*What you should do*:
Find and copy each line of the records where the string "UnboundedSender" shows up.

──────── Available records

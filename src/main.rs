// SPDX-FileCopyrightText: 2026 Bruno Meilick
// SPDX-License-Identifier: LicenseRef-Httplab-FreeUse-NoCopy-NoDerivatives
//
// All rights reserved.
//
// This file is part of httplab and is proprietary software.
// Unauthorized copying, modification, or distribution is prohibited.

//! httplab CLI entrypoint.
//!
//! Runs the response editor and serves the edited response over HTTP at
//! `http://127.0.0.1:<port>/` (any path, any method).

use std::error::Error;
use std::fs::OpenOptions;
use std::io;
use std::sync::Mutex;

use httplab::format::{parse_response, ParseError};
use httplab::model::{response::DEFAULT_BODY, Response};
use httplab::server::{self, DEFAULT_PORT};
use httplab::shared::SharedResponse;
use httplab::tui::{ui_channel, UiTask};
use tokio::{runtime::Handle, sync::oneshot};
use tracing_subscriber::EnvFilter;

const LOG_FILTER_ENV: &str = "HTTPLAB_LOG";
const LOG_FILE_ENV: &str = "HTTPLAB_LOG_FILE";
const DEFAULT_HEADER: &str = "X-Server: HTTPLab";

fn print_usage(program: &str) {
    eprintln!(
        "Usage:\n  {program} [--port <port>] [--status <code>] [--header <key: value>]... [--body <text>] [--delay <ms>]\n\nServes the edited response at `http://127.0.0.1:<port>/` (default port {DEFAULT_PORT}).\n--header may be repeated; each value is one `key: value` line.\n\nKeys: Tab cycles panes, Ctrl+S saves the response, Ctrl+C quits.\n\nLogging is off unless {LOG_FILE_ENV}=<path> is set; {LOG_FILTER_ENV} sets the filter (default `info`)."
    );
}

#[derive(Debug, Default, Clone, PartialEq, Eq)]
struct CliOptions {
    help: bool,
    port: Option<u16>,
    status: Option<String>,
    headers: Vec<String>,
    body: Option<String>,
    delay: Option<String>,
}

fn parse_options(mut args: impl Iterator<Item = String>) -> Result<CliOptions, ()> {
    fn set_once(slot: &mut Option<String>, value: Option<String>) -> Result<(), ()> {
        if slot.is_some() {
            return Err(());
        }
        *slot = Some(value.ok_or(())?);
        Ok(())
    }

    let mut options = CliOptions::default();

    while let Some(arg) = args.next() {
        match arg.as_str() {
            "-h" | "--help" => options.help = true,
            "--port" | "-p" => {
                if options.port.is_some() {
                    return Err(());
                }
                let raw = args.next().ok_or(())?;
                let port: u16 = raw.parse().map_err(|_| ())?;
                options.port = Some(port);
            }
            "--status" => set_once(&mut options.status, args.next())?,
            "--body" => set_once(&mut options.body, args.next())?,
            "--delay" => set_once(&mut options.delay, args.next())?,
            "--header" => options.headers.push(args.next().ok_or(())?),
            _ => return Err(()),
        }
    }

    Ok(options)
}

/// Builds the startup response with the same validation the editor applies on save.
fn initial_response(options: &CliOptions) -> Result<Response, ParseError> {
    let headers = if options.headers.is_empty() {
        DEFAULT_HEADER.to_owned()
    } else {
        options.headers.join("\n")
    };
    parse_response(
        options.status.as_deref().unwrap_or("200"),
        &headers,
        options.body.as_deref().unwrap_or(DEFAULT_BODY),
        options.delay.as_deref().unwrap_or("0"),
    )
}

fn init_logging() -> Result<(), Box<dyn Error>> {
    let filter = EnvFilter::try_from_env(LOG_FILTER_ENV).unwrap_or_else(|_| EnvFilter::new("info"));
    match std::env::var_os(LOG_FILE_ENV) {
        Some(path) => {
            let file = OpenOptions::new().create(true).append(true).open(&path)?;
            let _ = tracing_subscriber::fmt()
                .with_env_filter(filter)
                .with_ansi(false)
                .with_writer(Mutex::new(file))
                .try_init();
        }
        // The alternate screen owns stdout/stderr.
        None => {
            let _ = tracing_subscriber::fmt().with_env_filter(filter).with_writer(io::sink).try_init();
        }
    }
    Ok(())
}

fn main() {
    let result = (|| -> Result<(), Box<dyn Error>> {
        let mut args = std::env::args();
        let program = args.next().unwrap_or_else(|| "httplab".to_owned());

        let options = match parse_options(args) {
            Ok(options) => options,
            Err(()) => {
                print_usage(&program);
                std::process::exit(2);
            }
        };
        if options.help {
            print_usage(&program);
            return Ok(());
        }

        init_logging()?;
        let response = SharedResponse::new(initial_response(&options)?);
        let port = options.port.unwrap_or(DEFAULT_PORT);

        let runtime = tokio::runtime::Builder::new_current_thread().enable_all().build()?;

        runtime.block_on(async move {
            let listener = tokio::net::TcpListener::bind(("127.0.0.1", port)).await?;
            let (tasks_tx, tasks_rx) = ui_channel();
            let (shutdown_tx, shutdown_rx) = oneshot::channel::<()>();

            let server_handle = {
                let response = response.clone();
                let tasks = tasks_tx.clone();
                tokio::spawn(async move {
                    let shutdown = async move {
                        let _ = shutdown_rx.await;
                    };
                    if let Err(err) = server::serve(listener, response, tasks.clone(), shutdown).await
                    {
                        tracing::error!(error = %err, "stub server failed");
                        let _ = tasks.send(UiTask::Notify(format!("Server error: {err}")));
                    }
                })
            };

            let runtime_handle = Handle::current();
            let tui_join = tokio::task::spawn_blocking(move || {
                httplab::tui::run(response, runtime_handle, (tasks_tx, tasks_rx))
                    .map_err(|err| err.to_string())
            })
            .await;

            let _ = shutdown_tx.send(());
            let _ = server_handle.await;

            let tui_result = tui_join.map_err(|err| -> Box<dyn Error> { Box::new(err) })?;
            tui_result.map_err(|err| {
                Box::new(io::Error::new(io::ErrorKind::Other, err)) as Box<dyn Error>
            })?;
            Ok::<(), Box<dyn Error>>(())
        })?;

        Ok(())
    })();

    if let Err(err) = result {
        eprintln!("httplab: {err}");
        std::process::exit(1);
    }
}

────────────────
──────── Available records

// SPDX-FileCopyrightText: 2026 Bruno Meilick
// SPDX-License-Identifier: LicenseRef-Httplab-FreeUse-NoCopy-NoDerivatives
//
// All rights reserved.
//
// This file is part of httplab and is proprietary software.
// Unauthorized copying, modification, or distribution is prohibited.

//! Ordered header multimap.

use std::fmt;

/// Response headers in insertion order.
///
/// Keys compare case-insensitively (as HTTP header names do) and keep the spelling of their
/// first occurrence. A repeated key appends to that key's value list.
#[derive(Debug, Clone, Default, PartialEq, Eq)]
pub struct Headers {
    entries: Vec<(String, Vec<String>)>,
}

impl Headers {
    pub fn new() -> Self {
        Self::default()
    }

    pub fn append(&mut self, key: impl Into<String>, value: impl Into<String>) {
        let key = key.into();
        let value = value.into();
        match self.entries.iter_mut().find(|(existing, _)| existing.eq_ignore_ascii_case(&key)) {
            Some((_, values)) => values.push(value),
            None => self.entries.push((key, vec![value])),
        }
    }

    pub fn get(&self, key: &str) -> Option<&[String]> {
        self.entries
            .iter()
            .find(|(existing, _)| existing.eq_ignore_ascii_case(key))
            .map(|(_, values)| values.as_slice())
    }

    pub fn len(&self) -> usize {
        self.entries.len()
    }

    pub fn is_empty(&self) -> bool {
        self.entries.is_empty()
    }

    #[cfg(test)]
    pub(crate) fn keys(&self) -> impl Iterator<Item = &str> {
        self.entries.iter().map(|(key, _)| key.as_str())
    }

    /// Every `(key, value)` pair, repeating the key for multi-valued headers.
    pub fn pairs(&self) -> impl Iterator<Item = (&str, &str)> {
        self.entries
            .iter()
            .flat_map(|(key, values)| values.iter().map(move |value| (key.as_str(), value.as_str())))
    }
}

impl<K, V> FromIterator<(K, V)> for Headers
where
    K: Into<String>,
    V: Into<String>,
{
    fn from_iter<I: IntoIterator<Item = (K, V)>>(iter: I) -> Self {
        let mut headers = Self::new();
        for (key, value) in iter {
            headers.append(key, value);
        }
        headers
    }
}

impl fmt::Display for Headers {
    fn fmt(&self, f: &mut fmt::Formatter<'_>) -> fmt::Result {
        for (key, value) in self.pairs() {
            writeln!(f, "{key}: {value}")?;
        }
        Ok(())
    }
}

────────────────
──────── Available records

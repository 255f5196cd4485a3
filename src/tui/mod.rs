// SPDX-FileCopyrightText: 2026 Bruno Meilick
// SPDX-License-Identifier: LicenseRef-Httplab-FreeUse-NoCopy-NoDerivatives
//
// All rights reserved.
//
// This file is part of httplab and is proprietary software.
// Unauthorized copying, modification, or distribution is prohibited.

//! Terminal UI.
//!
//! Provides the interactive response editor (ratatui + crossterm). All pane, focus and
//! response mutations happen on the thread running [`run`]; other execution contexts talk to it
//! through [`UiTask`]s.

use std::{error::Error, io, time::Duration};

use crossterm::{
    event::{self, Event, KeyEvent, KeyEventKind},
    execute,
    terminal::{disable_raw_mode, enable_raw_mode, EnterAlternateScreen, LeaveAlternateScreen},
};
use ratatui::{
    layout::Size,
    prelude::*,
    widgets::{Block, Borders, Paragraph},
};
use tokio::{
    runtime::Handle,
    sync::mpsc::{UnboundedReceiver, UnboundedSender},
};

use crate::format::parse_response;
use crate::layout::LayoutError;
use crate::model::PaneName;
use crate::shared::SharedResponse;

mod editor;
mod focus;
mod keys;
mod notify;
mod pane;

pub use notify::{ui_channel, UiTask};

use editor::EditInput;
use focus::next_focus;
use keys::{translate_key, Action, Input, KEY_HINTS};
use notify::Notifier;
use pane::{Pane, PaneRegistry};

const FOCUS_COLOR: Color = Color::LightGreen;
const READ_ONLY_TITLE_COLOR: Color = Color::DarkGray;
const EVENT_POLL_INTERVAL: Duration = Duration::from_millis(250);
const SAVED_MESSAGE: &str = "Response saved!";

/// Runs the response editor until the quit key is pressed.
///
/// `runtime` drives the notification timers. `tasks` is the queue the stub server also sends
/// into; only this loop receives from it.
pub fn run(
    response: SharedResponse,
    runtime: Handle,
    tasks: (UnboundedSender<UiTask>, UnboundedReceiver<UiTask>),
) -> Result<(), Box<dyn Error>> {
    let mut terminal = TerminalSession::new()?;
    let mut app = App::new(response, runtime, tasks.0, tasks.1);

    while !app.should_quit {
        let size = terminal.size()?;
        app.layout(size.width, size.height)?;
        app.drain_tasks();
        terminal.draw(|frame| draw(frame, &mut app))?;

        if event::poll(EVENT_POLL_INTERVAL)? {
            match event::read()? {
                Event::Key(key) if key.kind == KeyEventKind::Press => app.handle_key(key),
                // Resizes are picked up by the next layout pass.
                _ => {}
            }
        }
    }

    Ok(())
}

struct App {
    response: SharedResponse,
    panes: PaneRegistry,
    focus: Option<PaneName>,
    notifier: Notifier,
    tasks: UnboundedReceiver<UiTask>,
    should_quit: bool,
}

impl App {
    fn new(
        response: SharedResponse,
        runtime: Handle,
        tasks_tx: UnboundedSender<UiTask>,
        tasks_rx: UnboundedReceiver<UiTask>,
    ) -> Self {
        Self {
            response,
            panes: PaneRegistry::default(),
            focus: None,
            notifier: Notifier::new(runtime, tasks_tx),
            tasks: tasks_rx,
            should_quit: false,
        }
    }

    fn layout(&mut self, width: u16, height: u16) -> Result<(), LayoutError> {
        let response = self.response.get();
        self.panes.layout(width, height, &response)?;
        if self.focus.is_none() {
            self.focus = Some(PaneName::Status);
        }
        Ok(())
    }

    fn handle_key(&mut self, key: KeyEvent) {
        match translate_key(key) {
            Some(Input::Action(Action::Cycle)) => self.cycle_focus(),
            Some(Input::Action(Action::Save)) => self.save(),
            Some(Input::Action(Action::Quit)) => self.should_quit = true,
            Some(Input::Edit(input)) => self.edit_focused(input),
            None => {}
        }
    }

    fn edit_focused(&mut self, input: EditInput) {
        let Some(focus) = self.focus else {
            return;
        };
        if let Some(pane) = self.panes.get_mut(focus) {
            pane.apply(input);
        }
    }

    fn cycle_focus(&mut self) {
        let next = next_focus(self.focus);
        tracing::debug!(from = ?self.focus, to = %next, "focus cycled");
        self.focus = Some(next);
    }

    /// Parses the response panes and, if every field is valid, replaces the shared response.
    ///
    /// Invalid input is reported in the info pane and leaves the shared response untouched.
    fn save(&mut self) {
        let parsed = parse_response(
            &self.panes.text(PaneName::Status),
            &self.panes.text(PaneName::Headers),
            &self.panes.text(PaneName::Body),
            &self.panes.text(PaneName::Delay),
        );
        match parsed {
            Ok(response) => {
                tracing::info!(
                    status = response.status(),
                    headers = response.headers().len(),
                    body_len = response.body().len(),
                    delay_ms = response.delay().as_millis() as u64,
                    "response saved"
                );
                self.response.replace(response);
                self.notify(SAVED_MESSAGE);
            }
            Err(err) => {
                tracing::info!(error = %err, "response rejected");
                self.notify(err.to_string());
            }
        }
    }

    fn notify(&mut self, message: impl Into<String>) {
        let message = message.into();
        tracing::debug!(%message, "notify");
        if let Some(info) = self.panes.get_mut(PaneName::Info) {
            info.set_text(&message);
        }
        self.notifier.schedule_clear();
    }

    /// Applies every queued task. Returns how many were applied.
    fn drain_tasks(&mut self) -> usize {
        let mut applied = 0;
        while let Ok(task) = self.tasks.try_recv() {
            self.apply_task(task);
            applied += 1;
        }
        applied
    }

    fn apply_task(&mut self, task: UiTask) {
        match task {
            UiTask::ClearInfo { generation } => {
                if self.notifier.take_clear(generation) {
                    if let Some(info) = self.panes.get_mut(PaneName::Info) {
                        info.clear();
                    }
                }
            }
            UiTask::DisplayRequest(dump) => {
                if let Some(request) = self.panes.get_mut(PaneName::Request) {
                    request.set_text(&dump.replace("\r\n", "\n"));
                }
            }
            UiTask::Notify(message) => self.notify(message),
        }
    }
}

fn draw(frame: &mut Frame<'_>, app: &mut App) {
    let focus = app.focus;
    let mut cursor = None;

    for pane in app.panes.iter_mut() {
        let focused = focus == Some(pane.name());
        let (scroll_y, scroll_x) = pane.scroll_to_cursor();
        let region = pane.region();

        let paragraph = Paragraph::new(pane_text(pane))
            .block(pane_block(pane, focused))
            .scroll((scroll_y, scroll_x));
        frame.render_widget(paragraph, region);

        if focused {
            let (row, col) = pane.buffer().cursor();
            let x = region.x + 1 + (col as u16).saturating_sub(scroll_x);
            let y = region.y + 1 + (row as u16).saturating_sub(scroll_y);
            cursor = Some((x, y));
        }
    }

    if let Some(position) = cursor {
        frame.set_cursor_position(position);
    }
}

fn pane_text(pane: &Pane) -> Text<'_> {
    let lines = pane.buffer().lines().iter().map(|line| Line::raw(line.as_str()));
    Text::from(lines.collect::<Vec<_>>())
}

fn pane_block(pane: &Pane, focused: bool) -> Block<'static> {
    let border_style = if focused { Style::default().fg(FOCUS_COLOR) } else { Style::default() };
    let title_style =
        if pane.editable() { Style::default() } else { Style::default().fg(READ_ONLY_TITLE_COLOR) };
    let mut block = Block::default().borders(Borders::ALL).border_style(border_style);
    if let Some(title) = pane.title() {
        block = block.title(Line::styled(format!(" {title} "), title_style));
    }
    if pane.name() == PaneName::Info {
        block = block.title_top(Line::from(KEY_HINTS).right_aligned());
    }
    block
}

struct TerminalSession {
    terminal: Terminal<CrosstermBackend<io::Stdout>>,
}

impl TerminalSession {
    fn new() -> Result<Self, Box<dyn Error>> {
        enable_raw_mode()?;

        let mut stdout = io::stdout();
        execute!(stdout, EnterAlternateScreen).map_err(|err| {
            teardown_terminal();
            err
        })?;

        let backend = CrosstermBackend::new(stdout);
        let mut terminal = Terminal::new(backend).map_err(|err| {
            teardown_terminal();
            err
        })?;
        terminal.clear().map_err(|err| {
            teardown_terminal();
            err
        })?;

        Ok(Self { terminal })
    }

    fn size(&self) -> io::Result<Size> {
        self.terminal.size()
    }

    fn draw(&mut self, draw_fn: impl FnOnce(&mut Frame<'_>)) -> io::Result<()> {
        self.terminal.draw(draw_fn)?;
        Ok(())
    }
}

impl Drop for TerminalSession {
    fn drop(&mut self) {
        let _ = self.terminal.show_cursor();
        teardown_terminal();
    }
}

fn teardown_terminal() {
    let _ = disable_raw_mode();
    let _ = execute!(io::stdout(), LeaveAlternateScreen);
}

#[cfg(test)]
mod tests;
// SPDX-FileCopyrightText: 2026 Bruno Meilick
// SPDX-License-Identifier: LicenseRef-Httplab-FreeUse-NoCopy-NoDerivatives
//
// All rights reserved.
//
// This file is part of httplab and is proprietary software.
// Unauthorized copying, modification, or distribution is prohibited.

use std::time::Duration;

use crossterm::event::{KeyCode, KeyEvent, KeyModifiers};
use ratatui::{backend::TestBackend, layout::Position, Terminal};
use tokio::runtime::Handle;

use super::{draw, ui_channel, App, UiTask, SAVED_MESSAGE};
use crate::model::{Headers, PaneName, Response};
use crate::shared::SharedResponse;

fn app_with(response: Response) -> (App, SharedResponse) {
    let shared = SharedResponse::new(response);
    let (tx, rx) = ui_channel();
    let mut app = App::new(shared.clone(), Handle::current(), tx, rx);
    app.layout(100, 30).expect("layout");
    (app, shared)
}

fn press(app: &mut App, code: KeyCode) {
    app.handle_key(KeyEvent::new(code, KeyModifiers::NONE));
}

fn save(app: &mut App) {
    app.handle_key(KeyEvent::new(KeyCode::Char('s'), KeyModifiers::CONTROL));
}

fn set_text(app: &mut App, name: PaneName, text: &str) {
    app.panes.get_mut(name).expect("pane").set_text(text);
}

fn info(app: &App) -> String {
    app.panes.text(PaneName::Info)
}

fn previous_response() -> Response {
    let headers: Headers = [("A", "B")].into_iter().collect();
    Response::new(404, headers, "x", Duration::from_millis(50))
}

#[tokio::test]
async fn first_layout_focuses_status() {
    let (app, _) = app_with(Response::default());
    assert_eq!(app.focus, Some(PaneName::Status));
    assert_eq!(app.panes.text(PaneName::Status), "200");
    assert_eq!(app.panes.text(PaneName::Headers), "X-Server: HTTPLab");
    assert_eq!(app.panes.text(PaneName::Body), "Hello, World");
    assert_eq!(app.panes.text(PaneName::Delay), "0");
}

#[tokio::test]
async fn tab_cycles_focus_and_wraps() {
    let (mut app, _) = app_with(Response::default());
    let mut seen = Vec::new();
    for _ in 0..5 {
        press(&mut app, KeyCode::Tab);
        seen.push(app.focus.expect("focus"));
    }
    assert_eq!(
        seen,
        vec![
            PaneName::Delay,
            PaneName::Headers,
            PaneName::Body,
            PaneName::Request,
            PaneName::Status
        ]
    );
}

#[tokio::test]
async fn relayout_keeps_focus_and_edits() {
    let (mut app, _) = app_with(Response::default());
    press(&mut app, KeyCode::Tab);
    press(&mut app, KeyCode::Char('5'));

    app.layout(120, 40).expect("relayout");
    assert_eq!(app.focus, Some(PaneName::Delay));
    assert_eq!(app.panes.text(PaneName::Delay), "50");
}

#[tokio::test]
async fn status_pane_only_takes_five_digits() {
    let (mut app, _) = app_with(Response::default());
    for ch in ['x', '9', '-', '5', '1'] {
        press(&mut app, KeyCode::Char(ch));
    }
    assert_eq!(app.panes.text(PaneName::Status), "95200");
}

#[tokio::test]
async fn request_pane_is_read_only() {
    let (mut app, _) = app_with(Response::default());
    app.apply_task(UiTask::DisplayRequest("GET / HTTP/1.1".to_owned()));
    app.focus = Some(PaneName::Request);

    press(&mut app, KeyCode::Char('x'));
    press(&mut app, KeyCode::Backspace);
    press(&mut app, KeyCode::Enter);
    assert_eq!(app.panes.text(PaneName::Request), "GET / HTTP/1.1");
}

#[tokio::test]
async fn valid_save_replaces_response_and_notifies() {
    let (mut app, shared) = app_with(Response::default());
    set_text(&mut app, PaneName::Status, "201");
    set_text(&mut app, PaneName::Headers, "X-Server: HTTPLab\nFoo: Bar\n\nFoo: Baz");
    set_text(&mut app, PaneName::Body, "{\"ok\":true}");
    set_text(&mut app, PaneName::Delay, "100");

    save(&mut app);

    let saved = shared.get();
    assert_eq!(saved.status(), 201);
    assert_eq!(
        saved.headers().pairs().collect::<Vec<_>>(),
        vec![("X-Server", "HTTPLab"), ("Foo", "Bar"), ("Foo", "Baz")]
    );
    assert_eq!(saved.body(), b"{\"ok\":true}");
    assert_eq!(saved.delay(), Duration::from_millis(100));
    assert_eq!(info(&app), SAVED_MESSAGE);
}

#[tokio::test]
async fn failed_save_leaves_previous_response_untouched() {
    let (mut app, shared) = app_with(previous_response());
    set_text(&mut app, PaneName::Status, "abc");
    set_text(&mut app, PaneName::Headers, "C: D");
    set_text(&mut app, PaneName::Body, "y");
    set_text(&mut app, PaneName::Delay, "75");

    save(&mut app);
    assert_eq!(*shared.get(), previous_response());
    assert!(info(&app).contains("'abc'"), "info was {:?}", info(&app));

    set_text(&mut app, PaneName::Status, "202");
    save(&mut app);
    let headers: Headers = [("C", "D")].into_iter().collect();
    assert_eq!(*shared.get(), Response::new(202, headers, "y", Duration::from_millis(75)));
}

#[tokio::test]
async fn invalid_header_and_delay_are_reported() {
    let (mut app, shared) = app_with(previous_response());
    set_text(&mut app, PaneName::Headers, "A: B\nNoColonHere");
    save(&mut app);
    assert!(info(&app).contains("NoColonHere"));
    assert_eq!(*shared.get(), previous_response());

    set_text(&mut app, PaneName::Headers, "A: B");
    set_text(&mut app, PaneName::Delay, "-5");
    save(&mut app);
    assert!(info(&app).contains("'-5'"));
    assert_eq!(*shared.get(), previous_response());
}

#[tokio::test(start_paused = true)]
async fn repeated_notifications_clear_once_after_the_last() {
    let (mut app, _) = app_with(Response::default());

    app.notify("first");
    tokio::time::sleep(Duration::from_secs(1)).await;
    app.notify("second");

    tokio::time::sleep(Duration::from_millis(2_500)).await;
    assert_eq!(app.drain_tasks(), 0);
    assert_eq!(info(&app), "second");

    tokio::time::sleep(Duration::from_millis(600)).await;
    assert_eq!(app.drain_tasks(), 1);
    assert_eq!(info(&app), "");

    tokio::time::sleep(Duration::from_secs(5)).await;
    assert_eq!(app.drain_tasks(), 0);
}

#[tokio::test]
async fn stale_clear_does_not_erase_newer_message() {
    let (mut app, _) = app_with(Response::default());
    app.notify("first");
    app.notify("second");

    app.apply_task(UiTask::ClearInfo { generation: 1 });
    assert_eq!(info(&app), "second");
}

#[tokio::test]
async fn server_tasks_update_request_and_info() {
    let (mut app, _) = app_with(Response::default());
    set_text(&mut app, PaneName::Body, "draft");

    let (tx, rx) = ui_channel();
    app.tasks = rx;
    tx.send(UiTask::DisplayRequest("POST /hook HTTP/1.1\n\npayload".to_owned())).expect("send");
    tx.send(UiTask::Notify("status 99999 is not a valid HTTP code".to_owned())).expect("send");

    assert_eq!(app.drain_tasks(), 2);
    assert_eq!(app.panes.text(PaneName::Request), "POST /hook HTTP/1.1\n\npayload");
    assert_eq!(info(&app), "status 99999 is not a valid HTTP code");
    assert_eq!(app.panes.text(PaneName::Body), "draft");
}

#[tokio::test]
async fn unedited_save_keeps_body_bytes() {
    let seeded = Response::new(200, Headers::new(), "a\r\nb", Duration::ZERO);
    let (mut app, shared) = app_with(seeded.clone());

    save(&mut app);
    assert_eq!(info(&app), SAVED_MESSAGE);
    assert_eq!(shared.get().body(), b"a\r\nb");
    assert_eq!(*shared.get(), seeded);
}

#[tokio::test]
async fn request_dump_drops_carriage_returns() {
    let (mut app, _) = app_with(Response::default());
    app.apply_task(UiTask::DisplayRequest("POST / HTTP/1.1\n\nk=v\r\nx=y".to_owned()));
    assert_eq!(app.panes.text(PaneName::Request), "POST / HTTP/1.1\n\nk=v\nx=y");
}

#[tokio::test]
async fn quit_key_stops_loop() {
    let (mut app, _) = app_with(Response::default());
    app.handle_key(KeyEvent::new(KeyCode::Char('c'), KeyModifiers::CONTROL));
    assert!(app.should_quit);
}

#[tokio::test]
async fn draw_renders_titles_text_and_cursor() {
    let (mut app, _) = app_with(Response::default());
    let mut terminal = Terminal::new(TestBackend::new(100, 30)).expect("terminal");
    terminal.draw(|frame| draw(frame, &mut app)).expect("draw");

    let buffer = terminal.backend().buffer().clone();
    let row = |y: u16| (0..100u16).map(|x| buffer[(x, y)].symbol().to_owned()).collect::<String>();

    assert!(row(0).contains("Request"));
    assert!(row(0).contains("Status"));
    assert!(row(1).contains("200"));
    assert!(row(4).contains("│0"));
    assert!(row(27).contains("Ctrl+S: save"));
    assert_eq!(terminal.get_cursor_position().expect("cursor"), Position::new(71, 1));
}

────────────────

*Exercise result*:
    sync::mpsc::{UnboundedReceiver, UnboundedSender},
    tasks: (UnboundedSender<UiTask>, UnboundedReceiver<UiTask>),
        tasks_tx: UnboundedSender<UiTask>,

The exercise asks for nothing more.